TASK GOAL:
Keep only the lines of the listing that include the word "struct", and copy them.
Start of TASK MATERIAL
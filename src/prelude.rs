//! Convenience re-exports for common types and traits.
//!
//! ```rust
//! use hydra_quote::prelude::*;
//! ```

pub use crate::config::{ComputeBudget, GlobalState, PoolConfig, PoolIdentity};
pub use crate::domain::{
    Amount, AssetId, BasisPoints, PoolId, PoolType, Quote, QuoteKind, Rounding, Side, Timestamp,
};
pub use crate::error::{AmmError, Result};
pub use crate::pool::{AmplificationSchedule, PoolState, TargetRatioSchedule, RATIO_SCALE};
pub use crate::quote::{QuoteEngine, ZapSolver};
pub use crate::traits::{FromConfig, Invariant};
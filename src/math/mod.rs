//! Exact integer arithmetic for quote calculations.
//!
//! - Exact integer helpers: [`mul_div`], [`sqrt_product`] and [`isqrt`],
//!   plus big-integer conversions.
//! - [`div_round`] for `u128` division with an explicit [`Rounding`](crate::domain::Rounding).
//! - [`CheckedArithmetic`] for `Result`-returning arithmetic on domain types.
//! - The StableSwap invariant solver: [`compute_d`] and [`compute_y`].
//!
//! Nothing in this module uses floating point.

mod checked;
mod fixed_point;
mod invariant;
mod rounding;

pub use checked::CheckedArithmetic;
pub use fixed_point::{big, div_round_big, isqrt, mul_div, narrow, sqrt_product};
pub use invariant::{compute_d, compute_y, Solution, MAX_SOLVER_ITERATIONS};
pub use rounding::div_round;
//! Pool blueprints, ledger-state decoding and fee sizing.
//!
//! [`PoolConfig`] is the declarative, validated description of one pool
//! snapshot; [`GlobalState`] decodes it from a pool application's
//! tagged key-value state; [`ComputeBudget`] turns a quote's solver cost
//! into a transaction fee.

mod compute_budget;
mod global_state;
mod pool_config;

pub use compute_budget::ComputeBudget;
pub use global_state::{GlobalState, StateValue};
pub use pool_config::{PoolConfig, PoolIdentity};
//! Explicit rounding direction for integer division.

/// Rounding direction for every division performed by the engine.
///
/// Quotes must never be more optimistic than the ledger program, so each
/// division site picks a direction explicitly: outputs round down, required
/// inputs and paired deposits round up.
///
/// # Examples
///
/// ```
/// use hydra_quote::domain::Rounding;
///
/// assert!(Rounding::Up.is_up());
/// assert!(Rounding::Down.is_down());
/// ```
#[derive(Debug, Clone, Copy, PartialEq, Eq, Hash)]
pub enum Rounding {
    /// Round towards positive infinity (ceiling).
    Up,
    /// Round towards zero (floor).
    Down,
}

impl Rounding {
    /// Returns `true` if this is [`Rounding::Up`].
    #[must_use]
    pub const fn is_up(&self) -> bool {
        matches!(self, Self::Up)
    }

    /// Returns `true` if this is [`Rounding::Down`].
    #[must_use]
    pub const fn is_down(&self) -> bool {
        matches!(self, Self::Down)
    }
}
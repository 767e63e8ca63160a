//! Raw asset amount with checked arithmetic.

use core::fmt;

use crate::error::AmmError;

/// A raw asset amount in the smallest ledger unit.
///
/// `Amount` never interprets decimals. Balances, deposits, LP supply and
/// swap legs are all expressed as `Amount`; signed quantities only appear
/// in [`Quote`](super::Quote) deltas.
///
/// Arithmetic methods are checked: they return `None` on overflow or
/// underflow instead of panicking.
///
/// # Examples
///
/// ```
/// use hydra_quote::domain::Amount;
///
/// let a = Amount::new(100);
/// let b = Amount::new(200);
/// assert_eq!(a.checked_add(&b), Some(Amount::new(300)));
/// assert_eq!(a.checked_sub(&b), None);
/// ```
#[derive(Debug, Clone, Copy, PartialEq, Eq, PartialOrd, Ord, Hash, Default)]
#[must_use]
pub struct Amount(u128);

impl Amount {
    /// Zero amount.
    pub const ZERO: Self = Self(0);

    /// Maximum representable amount.
    pub const MAX: Self = Self(u128::MAX);

    /// Creates a new `Amount` from a raw `u128` value.
    pub const fn new(value: u128) -> Self {
        Self(value)
    }

    /// Returns the underlying `u128` value.
    #[must_use]
    pub const fn get(&self) -> u128 {
        self.0
    }

    /// Returns `true` if the amount is zero.
    #[must_use]
    pub const fn is_zero(&self) -> bool {
        self.0 == 0
    }

    /// Checked addition. Returns `None` on overflow.
    #[must_use]
    pub const fn checked_add(&self, other: &Self) -> Option<Self> {
        match self.0.checked_add(other.0) {
            Some(v) => Some(Self(v)),
            None => None,
        }
    }

    /// Checked subtraction. Returns `None` on underflow.
    #[must_use]
    pub const fn checked_sub(&self, other: &Self) -> Option<Self> {
        match self.0.checked_sub(other.0) {
            Some(v) => Some(Self(v)),
            None => None,
        }
    }

    /// The amount as a caller outflow: a negative delta.
    ///
    /// # Errors
    ///
    /// Returns [`AmmError::Overflow`] if the amount exceeds `i128::MAX`.
    pub fn as_outflow(&self) -> crate::error::Result<i128> {
        i128::try_from(self.0)
            .map(|v| -v)
            .map_err(|_| AmmError::Overflow("amount does not fit a signed delta"))
    }

    /// The amount as a caller inflow: a positive delta.
    ///
    /// # Errors
    ///
    /// Returns [`AmmError::Overflow`] if the amount exceeds `i128::MAX`.
    pub fn as_inflow(&self) -> crate::error::Result<i128> {
        i128::try_from(self.0).map_err(|_| AmmError::Overflow("amount does not fit a signed delta"))
    }
}

impl From<u64> for Amount {
    fn from(value: u64) -> Self {
        Self(u128::from(value))
    }
}

impl fmt::Display for Amount {
    fn fmt(&self, f: &mut fmt::Formatter<'_>) -> fmt::Result {
        write!(f, "{}", self.0)
    }
}

#[cfg(test)]
#[allow(clippy::panic)]
mod tests {
    use super::*;

    #[test]
    fn new_and_get() {
        assert_eq!(Amount::new(42).get(), 42);
        assert_eq!(Amount::default(), Amount::ZERO);
    }

    #[test]
    fn from_ledger_u64() {
        assert_eq!(Amount::from(u64::MAX).get(), u128::from(u64::MAX));
    }

    #[test]
    fn add_overflow() {
        assert_eq!(Amount::MAX.checked_add(&Amount::new(1)), None);
    }

    #[test]
    fn sub_underflow() {
        assert_eq!(Amount::new(1).checked_sub(&Amount::new(2)), None);
    }

    #[test]
    fn signed_deltas() {
        let Ok(out) = Amount::new(500).as_outflow() else {
            panic!("expected Ok");
        };
        assert_eq!(out, -500);
        let Ok(inflow) = Amount::new(500).as_inflow() else {
            panic!("expected Ok");
        };
        assert_eq!(inflow, 500);
        let Err(AmmError::Overflow(_)) = Amount::MAX.as_inflow() else {
            panic!("expected Overflow");
        };
    }

    #[test]
    fn display() {
        assert_eq!(format!("{}", Amount::new(1_000_000)), "1000000");
    }
}
//! Constant-product curve (`x · y = k`).
//!
//! Every quantity has a closed form, so no solver iterations are spent:
//!
//! ```text
//! seed LP  = floor(√a₁ · √a₂)
//! mint LP  = floor(d₁ · L / x₁)
//! out      = floor(y · Δx / (x + Δx))
//! in       = ceil(x · Δy / (y − Δy)) + 1
//! ```
//!
//! The `+ 1` on the required input mirrors the `- 1` guard applied to the
//! post-fee input of an exact-input swap, so an exact-output quote never
//! asks for less than the ledger program would accept.

use crate::domain::{Rounding, Side};
use crate::error::AmmError;
use crate::math::{mul_div, sqrt_product, Solution};
use crate::traits::Invariant;

/// Closed-form pricing for constant-product pools.
#[derive(Debug, Clone, Copy, PartialEq, Eq, Default)]
pub struct ConstantProductCurve;

impl Invariant for ConstantProductCurve {
    fn seed_liquidity(&self, amounts: [u128; 2]) -> Result<Solution, AmmError> {
        Ok(Solution::new(sqrt_product(amounts[0], amounts[1])?, 0))
    }

    fn mint_liquidity(
        &self,
        balances: [u128; 2],
        deposits: [u128; 2],
        lp_circulation: u128,
    ) -> Result<Solution, AmmError> {
        let issued = mul_div(deposits[0], lp_circulation, balances[0], Rounding::Down)?;
        Ok(Solution::new(issued, 0))
    }

    fn output_given_input(
        &self,
        balances: [u128; 2],
        input: Side,
        amount_less_fee: u128,
    ) -> Result<Solution, AmmError> {
        let reserve_in = balances[input.index()];
        let reserve_out = balances[input.other().index()];
        let new_reserve_in = reserve_in
            .checked_add(amount_less_fee)
            .ok_or(AmmError::Overflow("reserve_in overflow"))?;
        let out = mul_div(reserve_out, amount_less_fee, new_reserve_in, Rounding::Down)?;
        Ok(Solution::new(out, 0))
    }

    fn input_given_output(
        &self,
        balances: [u128; 2],
        output: Side,
        amount_out: u128,
    ) -> Result<Solution, AmmError> {
        let reserve_out = balances[output.index()];
        let reserve_in = balances[output.other().index()];
        let remaining = reserve_out
            .checked_sub(amount_out)
            .filter(|r| *r > 0)
            .ok_or(AmmError::InsufficientLiquidity)?;
        let exact = mul_div(reserve_in, amount_out, remaining, Rounding::Up)?;
        let guarded = exact
            .checked_add(1)
            .ok_or(AmmError::Overflow("required input overflow"))?;
        Ok(Solution::new(guarded, 0))
    }
}

#[cfg(test)]
#[allow(clippy::panic)]
mod tests {
    use super::*;

    const CURVE: ConstantProductCurve = ConstantProductCurve;

    #[test]
    fn seed_is_geometric_mean() {
        let Ok(lp) = CURVE.seed_liquidity([1_000_000, 4_000_000]) else {
            panic!("expected Ok");
        };
        assert_eq!(lp, Solution::new(2_000_000, 0));
    }

    #[test]
    fn mint_is_proportional_to_asset1() {
        let Ok(lp) = CURVE.mint_liquidity([1_000, 2_000], [100, 200], 1_414) else {
            panic!("expected Ok");
        };
        assert_eq!(lp.value(), 141);
    }

    #[test]
    fn output_closed_form() {
        let Ok(out) = CURVE.output_given_input([1_000_000, 1_000_000], Side::First, 996) else {
            panic!("expected Ok");
        };
        // floor(1e6 · 996 / 1_000_996)
        assert_eq!(out.value(), 995);
        assert_eq!(out.iterations(), 0);
    }

    #[test]
    fn output_direction_uses_matching_reserves() {
        let Ok(out) = CURVE.output_given_input([1_000, 4_000], Side::Second, 1_000) else {
            panic!("expected Ok");
        };
        // floor(1 000 · 1 000 / 5 000)
        assert_eq!(out.value(), 200);
    }

    #[test]
    fn input_covers_requested_output() {
        let balances = [1_000_000u128, 1_000_000];
        let Ok(needed) = CURVE.input_given_output(balances, Side::Second, 5_000) else {
            panic!("expected Ok");
        };
        let Ok(out) = CURVE.output_given_input(balances, Side::First, needed.value() - 1) else {
            panic!("expected Ok");
        };
        assert!(out.value() >= 5_000, "out = {}", out.value());
    }

    #[test]
    fn input_for_entire_reserve_rejected() {
        let Err(AmmError::InsufficientLiquidity) =
            CURVE.input_given_output([1_000, 1_000], Side::Second, 1_000)
        else {
            panic!("expected InsufficientLiquidity");
        };
    }
}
End of TASK MATERIAL
RESULT BELOW:
pub struct Amount(u128);
pub struct ConstantProductCurve;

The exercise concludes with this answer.